Na New York Mercantile Exchange (Nymex), o barril do petróleo com entrega prevista para outubro encerrou em alta de 3,51%, a US$ US$ 38,05. Já o do Brent para novembro avançou 2,54%, a US$ 40,79.

As cotações acompanharam a melhora generalizada dos mercados globais internacionais, na esteira do avanço das bolsas de Nova York, que voltaram a subir depois de vários pregões marcados pela liquidação das ações de tecnologia.

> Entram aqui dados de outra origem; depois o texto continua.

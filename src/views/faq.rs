// ============================================================================
// FAQ VIEW
// ============================================================================
// Search input sits outside the replaced region so it keeps focus.
// ============================================================================

use wasm_bindgen::prelude::*;
use web_sys::Element;

use crate::dom::{target_value, ElementBuilder};
use crate::models::{FaqCategory, FAQ_ITEMS};
use crate::state::{AppState, IncrementalUpdate, UpdateType};
use crate::viewmodels::faq_viewmodel::{filter_faq, summary_line};

pub const FAQ_ID: &str = "faq-region";

fn refresh() {
    crate::rerender_app_with_type(UpdateType::Incremental(IncrementalUpdate::Faq));
}

fn category_button(
    state: &AppState,
    category: Option<FaqCategory>,
    label: &str,
) -> Result<Element, JsValue> {
    let active = state.faq.borrow().category == category;
    let state = state.clone();
    Ok(ElementBuilder::new("button")?
        .class(if active {
            "faq-category faq-category--active"
        } else {
            "faq-category"
        })
        .text(label)
        .on_click(move |_| {
            state.faq.borrow_mut().category = category;
            refresh();
        })?
        .build())
}

pub fn render_faq_body(state: &AppState) -> Result<Element, JsValue> {
    let filter = state.faq.borrow().clone();
    let items = filter_faq(FAQ_ITEMS, &filter);

    let mut categories = vec![category_button(state, None, "All")?];
    for category in FaqCategory::ALL {
        categories.push(category_button(state, Some(category), category.label())?);
    }

    let list = if items.is_empty() {
        ElementBuilder::new("p")?
            .class("faq-empty")
            .text("No questions match your search.")
            .build()
    } else {
        let mut rows = Vec::with_capacity(items.len());
        for item in &items {
            let id = item.id;
            let expanded = filter.is_expanded(id);
            let toggle_state = state.clone();
            let question = ElementBuilder::new("button")?
                .class("faq-question")
                .attr("aria-expanded", if expanded { "true" } else { "false" })?
                .text(&format!("{} {}", if expanded { "−" } else { "+" }, item.question))
                .on_click(move |_| {
                    toggle_state.faq.borrow_mut().toggle(id);
                    refresh();
                })?
                .build();

            let mut row = ElementBuilder::new("li")?
                .class("faq-item")
                .child(question)?;
            if expanded {
                row = row.child(
                    ElementBuilder::new("p")?
                        .class("faq-answer")
                        .text(item.answer)
                        .build(),
                )?;
            }
            rows.push(row.build());
        }
        ElementBuilder::new("ul")?
            .class("faq-list")
            .children(rows)?
            .build()
    };

    Ok(ElementBuilder::new("div")?
        .id(FAQ_ID)
        .class("faq-body")
        .child(
            ElementBuilder::new("div")?
                .class("faq-categories")
                .children(categories)?
                .build(),
        )?
        .child(list)?
        .child(
            ElementBuilder::new("p")?
                .class("faq-summary")
                .text(&summary_line(items.len(), FAQ_ITEMS.len()))
                .build(),
        )?
        .build())
}

pub fn render_faq(state: &AppState) -> Result<Element, JsValue> {
    let search_state = state.clone();
    let search = ElementBuilder::new("input")?
        .class("faq-search")
        .attr("type", "search")?
        .attr("placeholder", "Search questions...")?
        .attr("value", &state.faq.borrow().search)?
        .on_input(move |event| {
            search_state.faq.borrow_mut().search = target_value(&event).unwrap_or_default();
            refresh();
        })?
        .build();

    Ok(ElementBuilder::new("section")?
        .class("faq")
        .child(
            ElementBuilder::new("h2")?
                .text("Frequently Asked Questions")
                .build(),
        )?
        .child(search)?
        .child(render_faq_body(state)?)?
        .build())
}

Em Washington, democratas e republicanos voltam a falar sobre possíveis negociações por uma nova rodada de estímulos fiscais. Em entrevista à CNN, o líder da oposição no Senado, Chuck Schumer, afirmou que há uma “boa chance” de que o Congresso aprove uma legislação para atenuar os efeitos da crise do coronavírus. O secretário do Tesouro americano, Steven Mnuchin, por outro lado, disse não saber o que irá acontecer. “Espero haja (acordo). É importante para muita gente”, destacou.

Do outro lado do Atlântico, segundo a Bloomberg, o BCE apresentará um quadro econômico favorável para os próximos meses nas previsões que serão divulgadas na quinta, após reunião de política monetária, em que deve manter juros inalterados, conforme destaca reportagem publicada nesta quarta pelo Broadcast, sistema de notícias em tempo real do Grupo Estado.

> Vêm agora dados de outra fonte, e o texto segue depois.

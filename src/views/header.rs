// ============================================================================
// HEADER VIEW - navigation, language, translate toggle, install
// ============================================================================

use wasm_bindgen::prelude::*;
use wasm_bindgen_futures::spawn_local;
use web_sys::Element;

use crate::dom::{target_value, ElementBuilder};
use crate::services::InstallOutcome;
use crate::state::{ActiveView, AppState, IncrementalUpdate, UpdateType};
use crate::utils::i18n::Language;
use crate::utils::translate_ffi::{apply_language, set_widget_visible};
use crate::viewmodels::ViewModels;

pub const HEADER_ID: &str = "app-header";

fn go_to(state: &AppState, view: ActiveView) {
    if state.set_view(view) {
        log::info!("🧭 [NAV] {:?}", view);
        crate::rerender_app();
    }
}

fn render_nav(state: &AppState) -> Result<Element, JsValue> {
    let active = state.active_view();
    let mut buttons = Vec::new();
    for view in ActiveView::NAV {
        let class = if view == active { "nav-tab nav-tab--active" } else { "nav-tab" };
        let state = state.clone();
        buttons.push(
            ElementBuilder::new("button")?
                .class(class)
                .text(view.label())
                .on_click(move |_| go_to(&state, view))?
                .build(),
        );
    }
    Ok(ElementBuilder::new("nav")?
        .class("app-nav")
        .children(buttons)?
        .build())
}

fn render_language_select(state: &AppState) -> Result<Element, JsValue> {
    let current = state.language();
    let mut options = Vec::new();
    for lang in Language::ALL {
        options.push(
            ElementBuilder::new("option")?
                .attr("value", lang.code())?
                .flag("selected", lang == current)?
                .text(lang.native_name())
                .build(),
        );
    }

    let state = state.clone();
    Ok(ElementBuilder::new("select")?
        .class("language-select notranslate")
        .attr("aria-label", "Language")?
        .attr("translate", "no")?
        .children(options)?
        .on_change(move |event| {
            let Some(lang) = target_value(&event).and_then(|code| Language::from_code(&code)) else {
                return;
            };
            if state.set_language(lang) {
                log::info!("🌐 [I18N] Language -> {}", lang.code());
                apply_language(lang);
                crate::rerender_app_with_type(UpdateType::Incremental(IncrementalUpdate::Header));
            }
        })?
        .build())
}

fn render_install(state: &AppState, vms: &ViewModels) -> Result<Option<Element>, JsValue> {
    let install = *state.install.borrow();
    if install.installed {
        return Ok(None);
    }
    let label = if install.can_install { "Install App" } else { "Install" };

    let state = state.clone();
    let service = vms.install.clone();
    let button = ElementBuilder::new("button")?
        .class("install-button")
        .text(label)
        .on_click(move |_| {
            let state = state.clone();
            let service = service.clone();
            spawn_local(async move {
                let outcome = service.install().await;
                log::info!("📲 [PWA] Install outcome: {:?}", outcome);
                *state.install.borrow_mut() = service.state();
                *state.install_message.borrow_mut() = match outcome {
                    InstallOutcome::Manual(text) => Some(text.to_string()),
                    InstallOutcome::Accepted | InstallOutcome::Dismissed => None,
                };
                crate::rerender_app_with_type(UpdateType::Incremental(IncrementalUpdate::Header));
            });
        })?
        .build();
    Ok(Some(button))
}

fn render_install_message(state: &AppState) -> Result<Option<Element>, JsValue> {
    let Some(message) = state.install_message.borrow().clone() else {
        return Ok(None);
    };
    let dismiss_state = state.clone();
    let dismiss = ElementBuilder::new("button")?
        .class("install-help__close")
        .text("Got it")
        .on_click(move |_| {
            *dismiss_state.install_message.borrow_mut() = None;
            crate::rerender_app_with_type(UpdateType::Incremental(IncrementalUpdate::Header));
        })?
        .build();
    Ok(Some(
        ElementBuilder::new("div")?
            .class("install-help")
            .attr("role", "dialog")?
            .child(
                ElementBuilder::new("p")?
                    .class("install-help__text")
                    .text(&message)
                    .build(),
            )?
            .child(dismiss)?
            .build(),
    ))
}

pub fn render_header(state: &AppState, vms: &ViewModels) -> Result<Element, JsValue> {
    let translate_visible = *state.translate_visible.borrow();
    set_widget_visible(translate_visible);

    let toggle_state = state.clone();
    let translate_toggle = ElementBuilder::new("button")?
        .class(if translate_visible {
            "translate-toggle translate-toggle--on"
        } else {
            "translate-toggle"
        })
        .attr("title", "Show translation widget")?
        .text("🌐")
        .on_click(move |_| {
            toggle_state.toggle_translate();
            crate::rerender_app_with_type(UpdateType::Incremental(IncrementalUpdate::Header));
        })?
        .build();

    let info_state = state.clone();
    let info = ElementBuilder::new("button")?
        .class("info-button")
        .attr("title", "About Monastery360")?
        .text("ℹ️ Information")
        .on_click(move |_| go_to(&info_state, ActiveView::Info))?
        .build();

    let mut actions = ElementBuilder::new("div")?
        .class("header-actions")
        .child(render_language_select(state)?)?
        .child(translate_toggle)?
        .child(info)?;
    if let Some(install) = render_install(state, vms)? {
        actions = actions.child(install)?;
    }

    let home_state = state.clone();
    let mut header = ElementBuilder::new("header")?
        .id(HEADER_ID)
        .class("app-header")
        .child(
            ElementBuilder::new("h1")?
                .class("app-title notranslate")
                .attr("translate", "no")?
                .attr("role", "button")?
                .attr("aria-label", "Go to home page")?
                .text("Monastery360")
                .on_click(move |_| go_to(&home_state, ActiveView::Landing))?
                .build(),
        )?
        .child(render_nav(state)?)?
        .child(actions.build())?;
    if let Some(message) = render_install_message(state)? {
        header = header.child(message)?;
    }
    Ok(header.build())
}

As notícias ajudaram a pausar o movimento de queda do petróleo nos últimos dias. Para o Commerzbank, a fraqueza da commodity pode pressionar a Organização dos Países Exportadores de Petróleo (Opep) a agir. “Há um crescente ceticismo no mercado de petróleo quanto à continuidade da recuperação da demanda nos próximos meses”, explica.

Nesta quarta, a Administração de Informação de Energia (EIA, na sigla em inglês) do Departamento de Energia (DoE, na sigla em inglês) dos Estados Unidos cortou sua projeção de avanço da demanda global por petróleo em 2021 em 500 mil barris por dia (bpd), para 6,5 milhões de bpd.